__ACTIVITY__.
Your task is to copy each line of the material that holds the word "migration".

__EXERCISE DATA__.
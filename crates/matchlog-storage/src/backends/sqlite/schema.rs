//! Database schema definitions for SQLite
//!
//! - `matches`: one row per finished match, unique on `(ended_at, map)`
//! - `rounds`, `match_events`, `accolades`: children of a match
//! - `player_snapshots`: append-only stats history, one row per player and match
//!
//! Timestamps are INTEGER microseconds. Event payloads are JSON text.

use super::SqliteStorage;
use crate::error::StorageError;

const SCHEMA: &str = r#"
    CREATE TABLE IF NOT EXISTS matches (
        match_id TEXT PRIMARY KEY,
        source TEXT NOT NULL,
        map TEXT NOT NULL,
        mode TEXT NOT NULL,
        team1_score INTEGER NOT NULL,
        team2_score INTEGER NOT NULL,
        duration_minutes INTEGER NOT NULL,
        ended_at INTEGER NOT NULL,
        round_count INTEGER NOT NULL,
        anomaly_count INTEGER NOT NULL,
        ingested_at INTEGER NOT NULL,
        UNIQUE(ended_at, map)
    );

    CREATE TABLE IF NOT EXISTS rounds (
        round_id TEXT PRIMARY KEY,
        match_id TEXT NOT NULL REFERENCES matches(match_id),
        round_number INTEGER NOT NULL,
        started_at INTEGER,
        ended_at INTEGER,
        winner TEXT,
        reason TEXT,
        participants TEXT NOT NULL,
        UNIQUE(match_id, round_number)
    );

    CREATE TABLE IF NOT EXISTS match_events (
        event_id TEXT PRIMARY KEY,
        match_id TEXT NOT NULL REFERENCES matches(match_id),
        round_id TEXT REFERENCES rounds(round_id),
        sequence INTEGER NOT NULL,
        event_type TEXT NOT NULL,
        event_timestamp INTEGER NOT NULL,
        payload TEXT NOT NULL,
        orphan INTEGER NOT NULL DEFAULT 0,
        UNIQUE(match_id, sequence)
    );

    CREATE INDEX IF NOT EXISTS idx_events_type ON match_events(match_id, event_type);

    CREATE TABLE IF NOT EXISTS accolades (
        accolade_id TEXT PRIMARY KEY,
        match_id TEXT NOT NULL REFERENCES matches(match_id),
        award TEXT NOT NULL,
        player_name TEXT NOT NULL,
        player_id TEXT,
        value REAL NOT NULL,
        position INTEGER NOT NULL,
        score REAL NOT NULL,
        awarded_at INTEGER NOT NULL
    );

    CREATE INDEX IF NOT EXISTS idx_accolades_match ON accolades(match_id);

    CREATE TABLE IF NOT EXISTS player_snapshots (
        player_id TEXT NOT NULL,
        match_id TEXT NOT NULL,
        recorded_at INTEGER NOT NULL,
        display_name TEXT NOT NULL,
        kills INTEGER NOT NULL,
        deaths INTEGER NOT NULL,
        assists INTEGER NOT NULL,
        headshot_kills INTEGER NOT NULL,
        rounds_played INTEGER NOT NULL,
        clutches_won INTEGER NOT NULL,
        damage_dealt INTEGER NOT NULL,
        matches_played INTEGER NOT NULL,
        rating REAL NOT NULL,
        PRIMARY KEY (player_id, match_id)
    );

    CREATE INDEX IF NOT EXISTS idx_snapshots_recorded
        ON player_snapshots(player_id, recorded_at);
"#;

/// Create every table and index; safe to run repeatedly
pub async fn initialize_schema(storage: &SqliteStorage) -> Result<(), StorageError> {
    let conn = storage.conn();

    tokio::task::spawn_blocking(move || {
        let conn = conn.lock();
        conn.execute_batch(SCHEMA)
            .map_err(|e| StorageError::migration("failed to create SQLite schema", e))
    })
    .await
    .map_err(|e| StorageError::migration("spawn_blocking panicked during schema initialization", e))?
}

__TASK SOLUTION__.
            .map_err(|e| StorageError::migration("failed to create SQLite schema", e))
    .map_err(|e| StorageError::migration("spawn_blocking panicked during schema initialization", e))?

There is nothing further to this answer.